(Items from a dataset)
= = = = = = =

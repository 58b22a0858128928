use chrono::{DateTime, Utc};

use super::text_signals::{extract_keywords, DEFAULT_MAX_KEYWORDS};
use super::{
    best_scored, is_fresh, is_stale, RoutingStrategy, ScoredCandidate, ScoringStrategy,
    StrategySet,
};
use crate::routing_contract::{NormalizedMessage, RoutingResult, Thread};
use crate::routing_error::RoutingEngineResult;

pub const DEFAULT_CONTEXT_MIN_SCORE: u32 = 3;
const CONFIDENCE_FLOOR: f64 = 0.4;
const CONFIDENCE_CEILING: f64 = 0.85;

pub(super) async fn evaluate(
    strategies: &StrategySet,
    message: &NormalizedMessage,
    organization_id: &str,
) -> RoutingEngineResult<Option<RoutingResult>> {
    if message.text.trim().is_empty() {
        return Ok(None);
    }
    strategies
        .score_recent_threads(
            strategies.context_scorer.as_ref(),
            RoutingStrategy::Context,
            message,
            organization_id,
        )
        .await
}

/// Keyword-overlap scorer over recent thread activity.
#[derive(Debug, Clone, Copy)]
pub struct KeywordScorer {
    pub min_score: u32,
    pub max_keywords: usize,
}

impl Default for KeywordScorer {
    fn default() -> Self {
        Self {
            min_score: DEFAULT_CONTEXT_MIN_SCORE,
            max_keywords: DEFAULT_MAX_KEYWORDS,
        }
    }
}

impl KeywordScorer {
    pub fn score_thread(keywords: &[String], thread: &Thread, now: DateTime<Utc>) -> u32 {
        let last_message = thread.last_message_text().to_lowercase();
        let group_name = thread.group_name.as_deref().unwrap_or_default().to_lowercase();
        let mut score = 0_u32;
        for keyword in keywords {
            if last_message.contains(keyword.as_str()) {
                score += 2;
            }
            if group_name.contains(keyword.as_str()) {
                score += 1;
            }
        }
        if is_fresh(thread, now) {
            score += 1;
        }
        score
    }

    /// Maps the overlap ratio and winner recency into a confidence.
    pub fn confidence(
        best_score: u32,
        keyword_count: usize,
        thread: &Thread,
        now: DateTime<Utc>,
    ) -> f64 {
        let ceiling = (keyword_count * 2 + 1) as f64;
        let ratio = f64::from(best_score) / ceiling;
        let mut confidence: f64 = if ratio > 0.8 {
            0.75
        } else if ratio > 0.4 {
            0.6
        } else {
            0.5
        };
        if is_fresh(thread, now) {
            confidence += 0.05;
        } else if is_stale(thread, now) {
            confidence -= 0.1;
        }
        confidence.clamp(CONFIDENCE_FLOOR, CONFIDENCE_CEILING)
    }
}

impl ScoringStrategy for KeywordScorer {
    fn name(&self) -> &'static str {
        "keyword"
    }

    fn has_signal(&self, message: &NormalizedMessage) -> bool {
        !extract_keywords(&message.text, self.max_keywords).is_empty()
    }

    fn score(
        &self,
        message: &NormalizedMessage,
        candidates: &[Thread],
        now: DateTime<Utc>,
    ) -> Option<ScoredCandidate> {
        let keywords = extract_keywords(&message.text, self.max_keywords);
        if keywords.is_empty() {
            return None;
        }
        let (thread, score) = best_scored(
            candidates
                .iter()
                .map(|thread| (thread, Self::score_thread(&keywords, thread, now))),
            self.min_score,
        )?;
        Some(ScoredCandidate {
            thread_id: thread.id.clone(),
            score,
            confidence: Self::confidence(score, keywords.len(), thread, now),
            reason: format!("keyword overlap on [{}]", keywords.join(", ")),
        })
    }
}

= = = = = = =

(WHAT TO WORK ON) Reproduce, word for word and in full, only the lines above that start at the line with "score += 2;" and run through the line with "let ceiling = (keyword_count", both ends included.

(COMPLETED EXERCISE)
                score += 2;
            }
            if group_name.contains(keyword.as_str()) {
                score += 1;
            }
        }
        if is_fresh(thread, now) {
            score += 1;
        }
        score
    }

    /// Maps the overlap ratio and winner recency into a confidence.
    pub fn confidence(
        best_score: u32,
        keyword_count: usize,
        thread: &Thread,
        now: DateTime<Utc>,
    ) -> f64 {
        let ceiling = (keyword_count * 2 + 1) as f64;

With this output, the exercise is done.